>>
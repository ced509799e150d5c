//! Sentinel-terminated source buffer.
//!
//! The buffer guarantees a `0x00` sentinel byte after the source content,
//! so the cursor can look one or two bytes ahead without bounds checks.
//! The total size is rounded up to the next 64-byte boundary, which also
//! provides the padding for `peek()` near the end of the buffer.
//!
//! The buffer accepts arbitrary bytes. Invalid UTF-8 is not rejected here;
//! the cursor decodes it as U+FFFD one byte at a time.

use crate::Cursor;

/// Cache line size in bytes, used for buffer alignment padding.
const CACHE_LINE: usize = 64;

/// Sentinel-terminated source buffer.
///
/// # Layout
///
/// ```text
/// [source_bytes..., 0x00, padding_zeros...]
///  ^                ^     ^
///  0                |     rounded up to 64-byte boundary
///              source_len (sentinel)
/// ```
#[derive(Clone, Debug)]
pub struct SourceBuffer {
    /// Owned buffer: `[source_bytes..., 0x00 sentinel, 0x00 padding...]`.
    buf: Vec<u8>,
    /// Length of the actual source content (excludes sentinel and padding).
    source_len: u32,
}

impl SourceBuffer {
    /// Create a new sentinel-terminated buffer from raw source bytes.
    ///
    /// Sources larger than `u32::MAX` bytes are truncated to the first
    /// `u32::MAX` bytes; offsets throughout the scanner are `u32`.
    pub fn new(source: &[u8]) -> Self {
        let source_len = u32::try_from(source.len()).unwrap_or(u32::MAX);
        let content = &source[..source_len as usize];

        // Round up to next 64-byte boundary (minimum: source + 1 sentinel byte).
        let padded_len = (content.len() + 1 + CACHE_LINE - 1) & !(CACHE_LINE - 1);

        // The sentinel (buf[source_len]) and padding are already 0x00.
        let mut buf = vec![0u8; padded_len];
        buf[..content.len()].copy_from_slice(content);

        Self { buf, source_len }
    }

    /// Returns the source bytes (without sentinel or padding).
    pub fn as_bytes(&self) -> &[u8] {
        &self.buf[..self.source_len as usize]
    }

    /// Returns the full buffer including sentinel and cache-line padding.
    pub fn as_sentinel_bytes(&self) -> &[u8] {
        &self.buf
    }

    /// Create a [`Cursor`] positioned at byte 0, line 1.
    pub fn cursor(&self) -> Cursor<'_> {
        Cursor::new(&self.buf, self.source_len)
    }

    /// Length of the source content in bytes.
    pub fn len(&self) -> u32 {
        self.source_len
    }

    /// Returns `true` if the source content is empty.
    pub fn is_empty(&self) -> bool {
        self.source_len == 0
    }
}

impl From<&str> for SourceBuffer {
    fn from(source: &str) -> Self {
        Self::new(source.as_bytes())
    }
}
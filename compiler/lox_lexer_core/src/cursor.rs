//! Cursor over a sentinel-terminated buffer.
//!
//! The cursor tracks two things: the byte offset of the next unread byte and
//! the 1-based line number. The line number increments exactly once for
//! every `\n` the cursor steps over, whichever method consumed it.
//!
//! EOF is detected when the current byte equals the sentinel (`0x00`) and
//! the position has reached the source length. A null at `pos < source_len`
//! is an interior null and is returned as an ordinary character.

use std::borrow::Cow;

/// Cursor over a sentinel-terminated byte buffer.
///
/// Created via [`SourceBuffer::cursor()`](crate::SourceBuffer::cursor).
/// The cursor is [`Copy`], so a snapshot is a plain assignment.
///
/// # Invariant
///
/// `buf[source_len] == 0x00` and all bytes after it are `0x00`. This is
/// guaranteed by [`SourceBuffer`](crate::SourceBuffer) construction.
#[derive(Clone, Copy, Debug)]
pub struct Cursor<'a> {
    /// Sentinel-terminated buffer (source + sentinel + padding).
    buf: &'a [u8],
    /// Current read position (byte index into `buf`).
    pos: u32,
    /// Length of actual source content (excludes sentinel and padding).
    source_len: u32,
    /// 1-based line of the current position.
    line: u32,
}

impl<'a> Cursor<'a> {
    pub(crate) fn new(buf: &'a [u8], source_len: u32) -> Self {
        debug_assert!(
            (source_len as usize) < buf.len(),
            "sentinel must be within buffer bounds"
        );
        debug_assert!(buf[source_len as usize] == 0, "sentinel byte must be 0x00");
        Self {
            buf,
            pos: 0,
            source_len,
            line: 1,
        }
    }

    /// Returns the byte at the current position, `0x00` at EOF.
    #[inline]
    pub fn current(&self) -> u8 {
        self.buf[self.pos as usize]
    }

    /// Returns the byte one position ahead of current.
    ///
    /// Safe at any position: the sentinel and padding guarantee a valid read.
    #[inline]
    pub fn peek(&self) -> u8 {
        self.buf[self.pos as usize + 1]
    }

    /// Returns `true` if the cursor has reached EOF.
    #[inline]
    pub fn is_eof(&self) -> bool {
        self.current() == 0 && self.pos >= self.source_len
    }

    /// Current byte offset in the source.
    #[inline]
    pub fn pos(&self) -> u32 {
        self.pos
    }

    /// Current 1-based line number.
    #[inline]
    pub fn line(&self) -> u32 {
        self.line
    }

    /// Length of the source content.
    #[inline]
    pub fn source_len(&self) -> u32 {
        self.source_len
    }

    /// Returns the number of bytes in the UTF-8 character starting with `byte`.
    ///
    /// Continuation bytes and invalid leading bytes report a width of 1.
    #[inline]
    pub fn utf8_char_width(byte: u8) -> u32 {
        match byte {
            0xC0..=0xDF => 2,
            0xE0..=0xEF => 3,
            0xF0..=0xF7 => 4,
            _ => 1,
        }
    }

    /// Decode the code point at the current position without consuming it.
    ///
    /// Returns the character and its width in bytes. A malformed or truncated
    /// sequence decodes as `U+FFFD` with width 1. At EOF returns `('\0', 0)`.
    pub fn current_char(&self) -> (char, u32) {
        if self.is_eof() {
            return ('\0', 0);
        }
        let width = Self::utf8_char_width(self.current());
        let start = self.pos as usize;
        let end = (start + width as usize).min(self.source_len as usize);
        match std::str::from_utf8(&self.buf[start..end])
            .ok()
            .and_then(|s| s.chars().next())
        {
            Some(c) => (c, width),
            None => (char::REPLACEMENT_CHARACTER, 1),
        }
    }

    /// Consume one code point and return it.
    ///
    /// Steps over a `\n` increment the line counter. At EOF nothing is
    /// consumed and `'\0'` is returned.
    pub fn advance_char(&mut self) -> char {
        let (c, width) = self.current_char();
        self.pos += width;
        if c == '\n' {
            self.line += 1;
        }
        c
    }

    /// Advance the cursor by one byte.
    ///
    /// # Contract
    ///
    /// The current byte must be an ASCII byte other than `\n`; use
    /// [`advance_char`](Self::advance_char) when the byte is not known.
    #[inline]
    pub fn advance(&mut self) {
        debug_assert!(self.current() != b'\n', "use advance_char to cross lines");
        self.pos += 1;
    }

    /// Consume the current byte if it equals `expected`.
    ///
    /// `expected` must not be `\n`. Never matches at EOF.
    #[inline]
    pub fn eat(&mut self, expected: u8) -> bool {
        if self.is_eof() || self.current() != expected {
            return false;
        }
        self.advance();
        true
    }

    /// Advance while `pred` returns `true` for the current byte.
    ///
    /// # Contract
    ///
    /// `pred(0)` and `pred(b'\n')` must return `false`. The sentinel then
    /// terminates the loop and the line counter stays correct.
    #[inline]
    pub fn eat_while(&mut self, pred: impl Fn(u8) -> bool) {
        while pred(self.buf[self.pos as usize]) {
            self.pos += 1;
        }
    }

    /// Advance to the next `\n` byte or EOF, leaving the newline unconsumed.
    #[allow(
        clippy::cast_possible_truncation,
        reason = "offset < remaining.len() <= source_len which fits in u32"
    )]
    pub fn eat_until_newline_or_eof(&mut self) {
        let remaining = &self.buf[self.pos as usize..self.source_len as usize];
        if let Some(offset) = memchr::memchr(b'\n', remaining) {
            self.pos += offset as u32;
        } else {
            self.pos = self.source_len;
        }
    }

    /// Advance past string content to the next `"` or `\n`.
    ///
    /// Returns the byte found, or `0` at EOF. Neither delimiter is consumed.
    /// Both are ASCII, so the search never stops inside a multi-byte
    /// character.
    #[allow(
        clippy::cast_possible_truncation,
        reason = "offset < remaining.len() <= source_len which fits in u32"
    )]
    pub fn skip_to_string_delim(&mut self) -> u8 {
        let remaining = &self.buf[self.pos as usize..self.source_len as usize];
        if let Some(offset) = memchr::memchr2(b'"', b'\n', remaining) {
            self.pos += offset as u32;
            self.current()
        } else {
            self.pos = self.source_len;
            0
        }
    }

    /// Extract source text between two byte offsets.
    ///
    /// Borrowed when the bytes are valid UTF-8, otherwise each malformed
    /// sequence is replaced by `U+FFFD`.
    pub fn slice(&self, start: u32, end: u32) -> Cow<'a, str> {
        debug_assert!(
            end <= self.source_len,
            "slice end {end} exceeds source length {}",
            self.source_len
        );
        debug_assert!(start <= end, "slice start {start} exceeds end {end}");
        String::from_utf8_lossy(&self.buf[start as usize..end as usize])
    }

    /// Extract source text from `start` to the current position.
    pub fn slice_from(&self, start: u32) -> Cow<'a, str> {
        self.slice(start, self.pos)
    }
}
<<
= Problem statement =
Repeat exactly the lines from the first line of the records above through the line containing "const CACHE_LINE: usize = 64;", both included, and nothing else.

= Solution below =
repository ced509799e150d5c
//! Sentinel-terminated source buffer.
//!
//! The buffer guarantees a `0x00` sentinel byte after the source content,
//! so the cursor can look one or two bytes ahead without bounds checks.
//! The total size is rounded up to the next 64-byte boundary, which also
//! provides the padding for `peek()` near the end of the buffer.
//!
//! The buffer accepts arbitrary bytes. Invalid UTF-8 is not rejected here;
//! the cursor decodes it as U+FFFD one byte at a time.

use crate::Cursor;

/// Cache line size in bytes, used for buffer alignment padding.
const CACHE_LINE: usize = 64;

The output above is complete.